Assignment: In the records below, find each line containing the word "Security" and copy it.
---
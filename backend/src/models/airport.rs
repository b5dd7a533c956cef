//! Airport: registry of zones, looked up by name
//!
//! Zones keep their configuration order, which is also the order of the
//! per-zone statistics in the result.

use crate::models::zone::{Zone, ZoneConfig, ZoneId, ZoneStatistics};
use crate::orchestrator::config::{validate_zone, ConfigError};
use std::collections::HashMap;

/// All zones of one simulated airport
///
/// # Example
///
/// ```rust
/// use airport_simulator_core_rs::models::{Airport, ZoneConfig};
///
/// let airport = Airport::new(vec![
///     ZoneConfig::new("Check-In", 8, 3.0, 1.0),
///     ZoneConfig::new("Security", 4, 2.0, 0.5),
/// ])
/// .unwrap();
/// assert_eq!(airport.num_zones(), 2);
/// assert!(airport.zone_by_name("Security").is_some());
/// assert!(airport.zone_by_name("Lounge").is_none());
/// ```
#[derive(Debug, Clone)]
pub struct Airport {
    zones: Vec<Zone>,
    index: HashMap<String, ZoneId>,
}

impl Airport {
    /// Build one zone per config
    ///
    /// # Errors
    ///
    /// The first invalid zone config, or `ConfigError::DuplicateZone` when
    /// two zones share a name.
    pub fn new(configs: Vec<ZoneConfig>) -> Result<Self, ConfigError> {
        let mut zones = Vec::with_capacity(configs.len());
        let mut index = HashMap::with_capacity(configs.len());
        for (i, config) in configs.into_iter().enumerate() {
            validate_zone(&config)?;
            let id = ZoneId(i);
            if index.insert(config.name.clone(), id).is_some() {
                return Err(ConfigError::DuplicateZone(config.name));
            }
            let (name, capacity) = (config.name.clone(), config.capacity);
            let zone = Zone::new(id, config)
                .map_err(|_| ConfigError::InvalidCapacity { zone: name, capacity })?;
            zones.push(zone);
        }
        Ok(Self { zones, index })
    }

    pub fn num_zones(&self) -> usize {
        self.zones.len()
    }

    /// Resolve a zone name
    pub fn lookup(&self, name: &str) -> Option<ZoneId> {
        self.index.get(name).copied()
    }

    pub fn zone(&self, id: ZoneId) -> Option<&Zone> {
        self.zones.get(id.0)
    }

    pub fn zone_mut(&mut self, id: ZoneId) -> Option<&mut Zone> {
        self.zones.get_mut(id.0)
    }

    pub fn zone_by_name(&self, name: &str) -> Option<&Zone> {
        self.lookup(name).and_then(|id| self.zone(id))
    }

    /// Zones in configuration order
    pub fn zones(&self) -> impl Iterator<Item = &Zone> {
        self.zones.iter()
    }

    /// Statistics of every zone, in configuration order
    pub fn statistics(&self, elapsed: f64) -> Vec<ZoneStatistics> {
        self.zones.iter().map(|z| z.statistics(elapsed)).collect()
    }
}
---
Answer to this exercise:
///     ZoneConfig::new("Security", 4, 2.0, 0.5),
/// assert!(airport.zone_by_name("Security").is_some());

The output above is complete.